1835 wurde Lyman Beecher von einem Vertreter der calvinistischen „Old School“ der Irrlehre angeklagt, da Beechers Auffassung vom gefallenen Menschen nicht negativ genug sei: Es ging um die Lehre der Erbsünde und der geistlichen Wiedergeburt. Hinzu kam eine Anklage wegen übler Nachrede, „slander“, und Heuchelei, „hypocrisy“. Die Anzeige war durch den Geistlichen einer Presbyterianergemeinde Cincinnatis ergangen; die „Old School“ war vor allem im us-amerikanischen Presbyterianismus verwurzelt, die erweckte „New School“ im Congregationalismus. Die Verhandlung fand Juni 1835 vor dem Presbyterium Cincinnatis statt; zu diesem Zeitpunkt rang Beechers zweite Ehefrau bereits mit dem Tode.* Lyman Beecher bekannte sich zu dem, was ihm als Abweichung vom Bekenntnis vorgeworfen wurde, vertrat aber den Standpunkt, dies sei mit dem calvinistischen Bekenntnis vereinbar. Der Fall erweckte öffentliches Interesse; so berichtete der „New York Observer“ im September 1835 ausführlich darüber. – Lyman Beecher wurde vom Presbyterium in Cincinnati freigesprochen, der Fall jedoch einer presbyterianischen Generalsynode übergeben, die den Fall 1837 bis 1838 noch einmal verhandelte und Beecher ihrerseits ebenfalls freisprach.
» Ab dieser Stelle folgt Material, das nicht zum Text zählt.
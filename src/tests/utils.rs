use crate::config::Config;
use crate::db::connection::{init_db, Database};
use crate::domain::listing::{HousingListing, ListingKind, PropertyType};
use crate::state::AppState;
use astra::{Body, Request, Response};
use http::Method;
use std::io::Read;
use tempfile::TempDir;

/// Fresh SQLite file in its own temp dir. Keep the `TempDir` alive for the test.
pub fn init_test_db() -> (TempDir, Database) {
    let dir = tempfile::tempdir().expect("create temp dir");
    let path = dir.path().join("listify_test.sqlite3");
    let db = Database::new(path.to_string_lossy().into_owned());

    init_db(&db).unwrap_or_else(|e| panic!("Database initialization failed: {e}"));

    (dir, db)
}

pub fn test_state(db: Database) -> AppState {
    AppState::new(&Config::default(), db)
}

pub fn request(method: Method, uri: &str) -> Request {
    let mut req = Request::new(Body::empty());
    *req.method_mut() = method;
    *req.uri_mut() = uri.parse().expect("valid uri");
    req
}

pub fn body_string(resp: &mut Response) -> String {
    let mut bytes = Vec::new();
    resp.body_mut()
        .reader()
        .read_to_end(&mut bytes)
        .expect("read body");
    String::from_utf8(bytes).expect("utf-8 body")
}

/// Minimal housing listing for pipeline tests.
pub fn listing(
    id: u32,
    price: u32,
    kind: ListingKind,
    location: &str,
    bedrooms: u8,
    property_type: PropertyType,
) -> HousingListing {
    HousingListing {
        id,
        title: format!("Listing {id}"),
        description: String::new(),
        price,
        kind,
        location: location.to_string(),
        bedrooms,
        bathrooms: 1,
        area_sqft: 700,
        property_type,
        images: Vec::new(),
        posted: "Today".to_string(),
        contact_email: "owner@example.com".to_string(),
        amenities: Default::default(),
    }
}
* Sie verstarb am 7. Juli 1835.

Nach dem Tod seiner zweiten Ehefrau heiratete Lyman Beecher 1836 noch einmal, und zwar die Witwe Lydia Jackson* aus Boston. – In demselben Jahr vermählte sich seine Tochter Harriet mit Professor Stowe, der seit 1834 verwitwet war; seine erste Ehefrau war nach kinderloser Ehe an der Cholera verstorben. Nunmehr waren die gleichgesinnten Theologen Beecher und Stowe auch familiär miteinander verbunden.

* geb. 1789, gest. 1869

1850 erhielt Calvin Stowe, der sich inzwischen als Paedagoge einen Namen gemacht hatte, einen Ruf an das Bowdoin College in Brunswick, das er als Schüler selbst besucht hatte. Stowe nahm ihn an, und Beecher trat mit nunmehr fünfundsiebzig Jahren in den Ruhestand. Er verließ Ohio und zog mit seiner dritten Ehefrau zu seinem Sohn Henry Ward Beecher,* der seit 1847 als Geistlicher in Brooklyn tätig war und als Prediger enormen Zulauf hatte. – 1863 verstarb Lyman Beecher dort,** seine dritte Ehefrau sechs Jahre danach.

* geb. 1813, gest. 1887

** Beigesetzt wurde er an seinem Geburtsort, New Haven in Connecticut.